Kısa Çalışma Ödeneğine Geçici İyileştirme Geldi !!!

Türkiye İş kurumunun hafta başında kısa çalışma ödeneğine ilişkin başvuruları almaya başladığını duyurması üzerine faaliyetlerine ara veren ülke genelinde on binlerce işveren kuruluş kuruma başvuruda bulundu. Başvuruların ağırlıklı olarak KOBİ niteliği taşıyan işyerleri olduğu bildiriliyor.

Bilindiği üzere 4447 Sayılı İşsizlik sigortası kanunu kapsamında olan kısa çalışma ödeneğinden yararlanma şartlarının içinde bulunduğumuz olağanüstü döneme özgü olmayıp, normal döneme ilişkin yararlanma şartları ile aynı oluşu ciddi eleştiri konusuydu. Halen yasada var olan son 3 yılda çalışıp en az 600 gün prim ödemiş olmak şartı (son 120 gün kesintisiz olacak) bu ödenekten pek çok işsizin yararlanamaması sonucunu doğruyor.
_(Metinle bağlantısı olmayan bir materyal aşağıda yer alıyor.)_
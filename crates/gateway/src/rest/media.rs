//! Media upload REST endpoints

use std::sync::Arc;

use axum::{
    extract::{Multipart, Path, State},
    http::StatusCode,
    routing::{get, post},
    Router,
};
use tracing::debug;
use utoipa::ToSchema;

use kinnect_database::Media;
use kinnect_media::UploadedFile;

use crate::error::{ApiError, ApiResponse, ApiResult, ErrorResponse};
use crate::extract::{require_id, AuthUser};
use crate::state::GatewayState;

const FILE_FIELD: &str = "file";
const FALLBACK_CONTENT_TYPE: &str = "application/octet-stream";

/// Multipart form accepted by the upload endpoint.
#[derive(Debug, ToSchema)]
pub struct UploadForm {
    #[schema(value_type = String, format = Binary)]
    pub file: Vec<u8>,
}

pub fn create_media_routes() -> Router<Arc<GatewayState>> {
    Router::new()
        .route("/", get(list_media))
        .route("/upload", post(upload_media))
        .route("/:id", get(get_media).delete(delete_media))
}

#[utoipa::path(
    post,
    path = "/api/media/upload",
    tag = "Media",
    request_body(content = UploadForm, content_type = "multipart/form-data"),
    responses(
        (status = 201, description = "Stored; thumbUrl is null unless a thumbnail was rendered", body = Media),
        (status = 400, description = "No file or an empty file", body = ErrorResponse),
        (status = 413, description = "File is too large", body = ErrorResponse)
    ),
    security(("bearer_auth" = []))
)]
pub async fn upload_media(
    State(state): State<Arc<GatewayState>>,
    user: AuthUser,
    mut multipart: Multipart,
) -> ApiResult<(StatusCode, ApiResponse<Media>)> {
    let mut upload = None;
    while let Some(field) = multipart.next_field().await? {
        if field.name() != Some(FILE_FIELD) {
            debug!(field = ?field.name(), "skipping multipart field");
            continue;
        }

        let file_name = field.file_name().unwrap_or("upload").to_string();
        let content_type = field
            .content_type()
            .unwrap_or(FALLBACK_CONTENT_TYPE)
            .to_string();
        let data = field.bytes().await?;
        upload = Some(UploadedFile {
            file_name,
            content_type,
            data,
        });
        break;
    }

    let file = upload.ok_or_else(|| ApiError::bad_request("No file uploaded"))?;
    if file.data.len() > state.config.storage.max_upload_bytes {
        return Err(ApiError::new(StatusCode::PAYLOAD_TOO_LARGE, "File is too large"));
    }
    let media = state.media.upload(&user.id, file).await?;

    Ok((
        StatusCode::CREATED,
        ApiResponse::with_message("File uploaded successfully", media),
    ))
}

#[utoipa::path(
    get,
    path = "/api/media",
    tag = "Media",
    responses((status = 200, description = "The caller's uploads, newest first", body = Vec<Media>)),
    security(("bearer_auth" = []))
)]
pub async fn list_media(
    State(state): State<Arc<GatewayState>>,
    user: AuthUser,
) -> ApiResult<ApiResponse<Vec<Media>>> {
    Ok(ApiResponse::ok(state.media.list_for_user(&user.id).await?))
}

#[utoipa::path(
    get,
    path = "/api/media/{id}",
    tag = "Media",
    params(("id" = String, Path, description = "Media id")),
    responses(
        (status = 200, description = "The media record", body = Media),
        (status = 403, description = "Not visible to the caller", body = ErrorResponse),
        (status = 404, description = "Media not found", body = ErrorResponse)
    ),
    security(("bearer_auth" = []))
)]
pub async fn get_media(
    State(state): State<Arc<GatewayState>>,
    user: AuthUser,
    Path(id): Path<String>,
) -> ApiResult<ApiResponse<Media>> {
    require_id(&id)?;
    Ok(ApiResponse::ok(state.media.get(&id, &user.id).await?))
}

#[utoipa::path(
    delete,
    path = "/api/media/{id}",
    tag = "Media",
    params(("id" = String, Path, description = "Media id")),
    responses(
        (status = 200, description = "Record and stored objects removed"),
        (status = 403, description = "Uploader only", body = ErrorResponse),
        (status = 404, description = "Media not found", body = ErrorResponse)
    ),
    security(("bearer_auth" = []))
)]
pub async fn delete_media(
    State(state): State<Arc<GatewayState>>,
    user: AuthUser,
    Path(id): Path<String>,
) -> ApiResult<ApiResponse<()>> {
    require_id(&id)?;
    state.media.delete(&id, &user.id).await?;
    Ok(ApiResponse::message("Media deleted successfully"))
}
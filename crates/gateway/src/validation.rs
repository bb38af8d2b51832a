//! Request body validation with per-field error collection

use chrono::{DateTime, NaiveDate};
use once_cell::sync::Lazy;
use regex::Regex;

use kinnect_database::is_valid_id;

use crate::error::{ApiError, ApiResult, FieldError};

static EMAIL_REGEX: Lazy<Regex> = Lazy::new(|| {
    Regex::new(r"^[A-Za-z0-9._%+-]+@[A-Za-z0-9.-]+\.[A-Za-z]{2,}$").expect("valid email regex")
});

static USERNAME_REGEX: Lazy<Regex> =
    Lazy::new(|| Regex::new(r"^[A-Za-z0-9_]{3,30}$").expect("valid username regex"));

static HAS_LETTER: Lazy<Regex> = Lazy::new(|| Regex::new(r"[A-Za-z]").expect("valid regex"));
static HAS_DIGIT: Lazy<Regex> = Lazy::new(|| Regex::new(r"[0-9]").expect("valid regex"));

pub const MIN_PASSWORD_LENGTH: usize = 8;
pub const MAX_NAME_LENGTH: usize = 50;
pub const MAX_FAMILY_NAME_LENGTH: usize = 100;
pub const MAX_TITLE_LENGTH: usize = 200;
pub const MAX_DESCRIPTION_LENGTH: usize = 1000;
pub const MAX_POST_LENGTH: usize = 5000;
pub const MAX_COMMENT_LENGTH: usize = 2000;

/// Collects field failures; `finish` turns them into a 400.
#[derive(Debug, Default)]
pub struct Validator {
    errors: Vec<FieldError>,
}

impl Validator {
    pub fn new() -> Self {
        Self::default()
    }

    pub fn error(&mut self, field: &str, message: impl Into<String>) -> &mut Self {
        self.errors.push(FieldError::new(field, message));
        self
    }

    pub fn email(&mut self, field: &str, value: &str) -> &mut Self {
        if !EMAIL_REGEX.is_match(value.trim()) {
            self.error(field, "Please provide a valid email");
        }
        self
    }

    pub fn password(&mut self, field: &str, value: &str) -> &mut Self {
        if value.chars().count() < MIN_PASSWORD_LENGTH {
            self.error(
                field,
                format!("Password must be at least {MIN_PASSWORD_LENGTH} characters long"),
            );
        } else if !HAS_LETTER.is_match(value) || !HAS_DIGIT.is_match(value) {
            self.error(field, "Password must contain at least one letter and one number");
        }
        self
    }

    pub fn required(&mut self, field: &str, value: &str) -> &mut Self {
        if value.trim().is_empty() {
            self.error(field, format!("{field} is required"));
        }
        self
    }

    /// Trimmed length between `min` and `max` characters.
    pub fn length(&mut self, field: &str, value: &str, min: usize, max: usize) -> &mut Self {
        let len = value.trim().chars().count();
        if len < min || len > max {
            self.error(field, format!("{field} must be between {min} and {max} characters"));
        }
        self
    }

    pub fn optional_length(&mut self, field: &str, value: Option<&str>, min: usize, max: usize) -> &mut Self {
        if let Some(value) = value {
            self.length(field, value, min, max);
        }
        self
    }

    pub fn max_length(&mut self, field: &str, value: Option<&str>, max: usize) -> &mut Self {
        if value.is_some_and(|v| v.chars().count() > max) {
            self.error(field, format!("{field} must be at most {max} characters"));
        }
        self
    }

    pub fn username(&mut self, field: &str, value: Option<&str>) -> &mut Self {
        if value.is_some_and(|v| !USERNAME_REGEX.is_match(v.trim())) {
            self.error(
                field,
                "Username must be 3-30 characters of letters, numbers or underscores",
            );
        }
        self
    }

    pub fn timestamp(&mut self, field: &str, value: Option<&str>) -> &mut Self {
        if value.is_some_and(|v| DateTime::parse_from_rfc3339(v.trim()).is_err()) {
            self.error(field, format!("{field} must be an RFC 3339 date-time"));
        }
        self
    }

    pub fn date(&mut self, field: &str, value: Option<&str>) -> &mut Self {
        let valid = |v: &str| {
            NaiveDate::parse_from_str(v.trim(), "%Y-%m-%d").is_ok()
                || DateTime::parse_from_rfc3339(v.trim()).is_ok()
        };
        if value.is_some_and(|v| !valid(v)) {
            self.error(field, format!("{field} must be a valid date"));
        }
        self
    }

    pub fn id(&mut self, field: &str, value: &str) -> &mut Self {
        if !is_valid_id(value.trim()) {
            self.error(field, "Invalid ID format");
        }
        self
    }

    pub fn ids(&mut self, field: &str, values: &[String]) -> &mut Self {
        if values.iter().any(|v| !is_valid_id(v.trim())) {
            self.error(field, "Invalid ID format");
        }
        self
    }

    pub fn finish(&mut self) -> ApiResult<()> {
        if self.errors.is_empty() {
            Ok(())
        } else {
            Err(ApiError::validation(std::mem::take(&mut self.errors)))
        }
    }
}

#[cfg(test)]
mod tests {
    use super::*;

    fn fields(result: ApiResult<()>) -> Vec<String> {
        result
            .unwrap_err()
            .errors
            .into_iter()
            .map(|e| e.field)
            .collect()
    }

    #[test]
    fn registration_rules_collect_every_failure() {
        let result = Validator::new()
            .email("email", "not-an-email")
            .password("password", "short")
            .length("firstName", "  ", 1, MAX_NAME_LENGTH)
            .username("username", Some("no spaces allowed"))
            .finish();
        assert_eq!(fields(result), ["email", "password", "firstName", "username"]);
    }

    #[test]
    fn passwords_need_letters_and_digits() {
        assert!(Validator::new().password("p", "abcdefgh").finish().is_err());
        assert!(Validator::new().password("p", "12345678").finish().is_err());
        assert!(Validator::new().password("p", "abcd1234").finish().is_ok());
    }

    #[test]
    fn timestamps_must_be_rfc3339() {
        assert!(Validator::new()
            .timestamp("startTime", Some("2030-05-01T10:00:00Z"))
            .finish()
            .is_ok());
        assert!(Validator::new()
            .timestamp("startTime", Some("next tuesday"))
            .finish()
            .is_err());
        assert!(Validator::new().timestamp("endTime", None).finish().is_ok());
    }

    #[test]
    fn dates_accept_plain_calendar_days() {
        assert!(Validator::new().date("dateOfBirth", Some("1990-02-28")).finish().is_ok());
        assert!(Validator::new().date("dateOfBirth", Some("1990-02-30")).finish().is_err());
    }

    #[test]
    fn valid_input_passes() {
        let result = Validator::new()
            .email("email", "ada@example.com")
            .password("password", "lovelace1815")
            .username("username", Some("ada_l"))
            .finish();
        assert!(result.is_ok());
    }
}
Bu eleştiriler sonucunda geçici bir süre için de olsa yararlanma şartlarına “korona virüs (Covid-19) kaynaklı zorlayıcı sebep gerekçesiyle” bir esneklik getirildi. Resmi gazetenin 25 Mart tarihli nüshasında yayımlanan ek geçici 23 madde ile Corona ya özel geçici olarak yararlanma şartları prim ödeme gün sayısı bakımından indirildi. Düzenleme metni aşağıdaki gibidir;

4447 sayılı Kanuna aşağıdaki geçici madde eklenmiştir.
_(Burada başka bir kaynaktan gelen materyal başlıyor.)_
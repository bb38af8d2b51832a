//! Post, comment and like REST endpoints

use std::sync::Arc;

use axum::{
    extract::{Path, State},
    http::StatusCode,
    routing::{delete, get, post},
    Router,
};
use serde::Deserialize;
use utoipa::{IntoParams, ToSchema};

use kinnect_database::{Comment, UserSummary};
use kinnect_posts::{CommentNode, FeedPage, LikeToggle, NewComment, NewPost, PostDetails};

use crate::error::{ApiResponse, ApiResult, ErrorResponse};
use crate::extract::{require_id, AppJson, AppQuery, AuthUser};
use crate::state::GatewayState;
use crate::validation::{Validator, MAX_COMMENT_LENGTH, MAX_POST_LENGTH};

#[derive(Debug, Deserialize, ToSchema)]
#[serde(rename_all = "camelCase")]
pub struct CreatePostRequest {
    pub content: String,
    pub family_ids: Vec<String>,
    #[serde(default)]
    pub event_ids: Vec<String>,
    #[serde(default)]
    pub media_ids: Vec<String>,
}

#[derive(Debug, Deserialize, ToSchema)]
pub struct UpdatePostRequest {
    pub content: String,
}

#[derive(Debug, Deserialize, IntoParams)]
#[into_params(parameter_in = Query)]
pub struct FeedQuery {
    /// Defaults to 20, capped at 50.
    pub limit: Option<i64>,
    pub offset: Option<i64>,
}

#[derive(Debug, Deserialize, ToSchema)]
#[serde(rename_all = "camelCase")]
pub struct CreateCommentRequest {
    pub content: String,
    pub parent_id: Option<String>,
}

pub fn create_post_routes() -> Router<Arc<GatewayState>> {
    Router::new()
        .route("/", post(create_post))
        .route("/feed", get(get_feed))
        .route("/comments/:comment_id", delete(delete_comment))
        .route("/:id", get(get_post).put(update_post).delete(delete_post))
        .route("/:id/comments", get(list_comments).post(create_comment))
        .route("/:id/like", post(toggle_like))
        .route("/:id/likes", get(list_likes))
}

#[utoipa::path(
    post,
    path = "/api/posts",
    tag = "Posts",
    request_body = CreatePostRequest,
    responses(
        (status = 201, description = "Post published", body = PostDetails),
        (status = 400, description = "Validation failed, foreign event or media", body = ErrorResponse),
        (status = 403, description = "Not allowed to post in a family", body = ErrorResponse)
    ),
    security(("bearer_auth" = []))
)]
pub async fn create_post(
    State(state): State<Arc<GatewayState>>,
    user: AuthUser,
    AppJson(payload): AppJson<CreatePostRequest>,
) -> ApiResult<(StatusCode, ApiResponse<PostDetails>)> {
    let mut validator = Validator::new();
    validator.length("content", &payload.content, 1, MAX_POST_LENGTH);
    if payload.family_ids.is_empty() {
        validator.error("familyIds", "Select at least one family");
    }
    validator
        .ids("familyIds", &payload.family_ids)
        .ids("eventIds", &payload.event_ids)
        .ids("mediaIds", &payload.media_ids)
        .finish()?;

    let post = state
        .posts
        .create(
            &user.id,
            NewPost {
                content: payload.content,
                family_ids: payload.family_ids,
                event_ids: payload.event_ids,
                media_ids: payload.media_ids,
            },
        )
        .await?;

    Ok((
        StatusCode::CREATED,
        ApiResponse::with_message("Post created successfully", post),
    ))
}

#[utoipa::path(
    get,
    path = "/api/posts/feed",
    tag = "Posts",
    params(FeedQuery),
    responses((status = 200, description = "Newest posts from the caller's families", body = Vec<PostDetails>)),
    security(("bearer_auth" = []))
)]
pub async fn get_feed(
    State(state): State<Arc<GatewayState>>,
    user: AuthUser,
    AppQuery(query): AppQuery<FeedQuery>,
) -> ApiResult<ApiResponse<Vec<PostDetails>>> {
    let page = FeedPage::new(query.limit, query.offset);
    Ok(ApiResponse::ok(state.posts.feed(&user.id, page).await?))
}

#[utoipa::path(
    get,
    path = "/api/posts/{id}",
    tag = "Posts",
    params(("id" = String, Path, description = "Post id")),
    responses(
        (status = 200, description = "The post", body = PostDetails),
        (status = 403, description = "Not shared with the caller", body = ErrorResponse),
        (status = 404, description = "Post not found", body = ErrorResponse)
    ),
    security(("bearer_auth" = []))
)]
pub async fn get_post(
    State(state): State<Arc<GatewayState>>,
    user: AuthUser,
    Path(id): Path<String>,
) -> ApiResult<ApiResponse<PostDetails>> {
    require_id(&id)?;
    Ok(ApiResponse::ok(state.posts.get(&id, &user.id).await?))
}

#[utoipa::path(
    put,
    path = "/api/posts/{id}",
    tag = "Posts",
    params(("id" = String, Path, description = "Post id")),
    request_body = UpdatePostRequest,
    responses(
        (status = 200, description = "Post updated", body = PostDetails),
        (status = 403, description = "Author only", body = ErrorResponse)
    ),
    security(("bearer_auth" = []))
)]
pub async fn update_post(
    State(state): State<Arc<GatewayState>>,
    user: AuthUser,
    Path(id): Path<String>,
    AppJson(payload): AppJson<UpdatePostRequest>,
) -> ApiResult<ApiResponse<PostDetails>> {
    require_id(&id)?;
    Validator::new()
        .length("content", &payload.content, 1, MAX_POST_LENGTH)
        .finish()?;

    let post = state.posts.update(&id, &user.id, &payload.content).await?;
    Ok(ApiResponse::with_message("Post updated successfully", post))
}

#[utoipa::path(
    delete,
    path = "/api/posts/{id}",
    tag = "Posts",
    params(("id" = String, Path, description = "Post id")),
    responses(
        (status = 200, description = "Post removed with its comments and likes"),
        (status = 403, description = "Author only", body = ErrorResponse)
    ),
    security(("bearer_auth" = []))
)]
pub async fn delete_post(
    State(state): State<Arc<GatewayState>>,
    user: AuthUser,
    Path(id): Path<String>,
) -> ApiResult<ApiResponse<()>> {
    require_id(&id)?;
    state.posts.delete(&id, &user.id).await?;
    Ok(ApiResponse::message("Post deleted successfully"))
}

#[utoipa::path(
    post,
    path = "/api/posts/{id}/comments",
    tag = "Posts",
    params(("id" = String, Path, description = "Post id")),
    request_body = CreateCommentRequest,
    responses(
        (status = 201, description = "Comment added", body = Comment),
        (status = 400, description = "Parent belongs to another post", body = ErrorResponse)
    ),
    security(("bearer_auth" = []))
)]
pub async fn create_comment(
    State(state): State<Arc<GatewayState>>,
    user: AuthUser,
    Path(id): Path<String>,
    AppJson(payload): AppJson<CreateCommentRequest>,
) -> ApiResult<(StatusCode, ApiResponse<Comment>)> {
    require_id(&id)?;
    let mut validator = Validator::new();
    validator.length("content", &payload.content, 1, MAX_COMMENT_LENGTH);
    if let Some(parent_id) = &payload.parent_id {
        validator.id("parentId", parent_id);
    }
    validator.finish()?;

    let comment = state
        .comments
        .create(
            &id,
            &user.id,
            NewComment {
                content: payload.content,
                parent_id: payload.parent_id,
            },
        )
        .await?;
    Ok((
        StatusCode::CREATED,
        ApiResponse::with_message("Comment added successfully", comment),
    ))
}

#[utoipa::path(
    get,
    path = "/api/posts/{id}/comments",
    tag = "Posts",
    params(("id" = String, Path, description = "Post id")),
    responses((status = 200, description = "Top-level comments with nested replies", body = Vec<CommentNode>)),
    security(("bearer_auth" = []))
)]
pub async fn list_comments(
    State(state): State<Arc<GatewayState>>,
    user: AuthUser,
    Path(id): Path<String>,
) -> ApiResult<ApiResponse<Vec<CommentNode>>> {
    require_id(&id)?;
    Ok(ApiResponse::ok(state.comments.thread(&id, &user.id).await?))
}

#[utoipa::path(
    delete,
    path = "/api/posts/comments/{comment_id}",
    tag = "Posts",
    params(("comment_id" = String, Path, description = "Comment id")),
    responses(
        (status = 200, description = "Comment and its replies removed"),
        (status = 403, description = "Comment or post author only", body = ErrorResponse)
    ),
    security(("bearer_auth" = []))
)]
pub async fn delete_comment(
    State(state): State<Arc<GatewayState>>,
    user: AuthUser,
    Path(comment_id): Path<String>,
) -> ApiResult<ApiResponse<()>> {
    require_id(&comment_id)?;
    state.comments.delete(&comment_id, &user.id).await?;
    Ok(ApiResponse::message("Comment deleted successfully"))
}

#[utoipa::path(
    post,
    path = "/api/posts/{id}/like",
    tag = "Posts",
    params(("id" = String, Path, description = "Post id")),
    responses((status = 200, description = "New like state", body = LikeToggle)),
    security(("bearer_auth" = []))
)]
pub async fn toggle_like(
    State(state): State<Arc<GatewayState>>,
    user: AuthUser,
    Path(id): Path<String>,
) -> ApiResult<ApiResponse<LikeToggle>> {
    require_id(&id)?;
    let toggle = state.likes.toggle(&id, &user.id).await?;
    let message = if toggle.liked { "Post liked" } else { "Post unliked" };
    Ok(ApiResponse::with_message(message, toggle))
}

#[utoipa::path(
    get,
    path = "/api/posts/{id}/likes",
    tag = "Posts",
    params(("id" = String, Path, description = "Post id")),
    responses((status = 200, description = "Users who liked the post", body = Vec<UserSummary>)),
    security(("bearer_auth" = []))
)]
pub async fn list_likes(
    State(state): State<Arc<GatewayState>>,
    user: AuthUser,
    Path(id): Path<String>,
) -> ApiResult<ApiResponse<Vec<UserSummary>>> {
    require_id(&id)?;
    Ok(ApiResponse::ok(state.likes.likers(&id, &user.id).await?))
}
“GEÇİCİ MADDE 23- 30.6.2020 tarihine kadar geçerli olmak üzere, yeni korona virüs (Covid-19) kaynaklı zorlayıcı sebep gerekçesiyle yapılan kısa çalışma başvuruları için, ek 2 nci maddenin üçüncü fıkrasında işçinin kısa çalışma ödeneğine hak kazanabilmesi için öngörülen hizmet akdinin feshi hariç işsizlik sigortası hak etme koşullarını yerine getirmesi hükmü, kısa çalışma başlama tarihinden önceki son 60 gün hizmet akdine tabi olanlardan son üç yıl içinde 450 gün sigortalı olarak çalışıp işsizlik sigortası primi ödenmiş olması şeklinde uygulanır. Bu koşulu taşımayanlar, kısa çalışma süresini geçmemek üzere son işsizlik ödeneği hak sahipliğinden kalan süre kadar kısa çalışma ödeneğinden yararlanmaya devam eder.”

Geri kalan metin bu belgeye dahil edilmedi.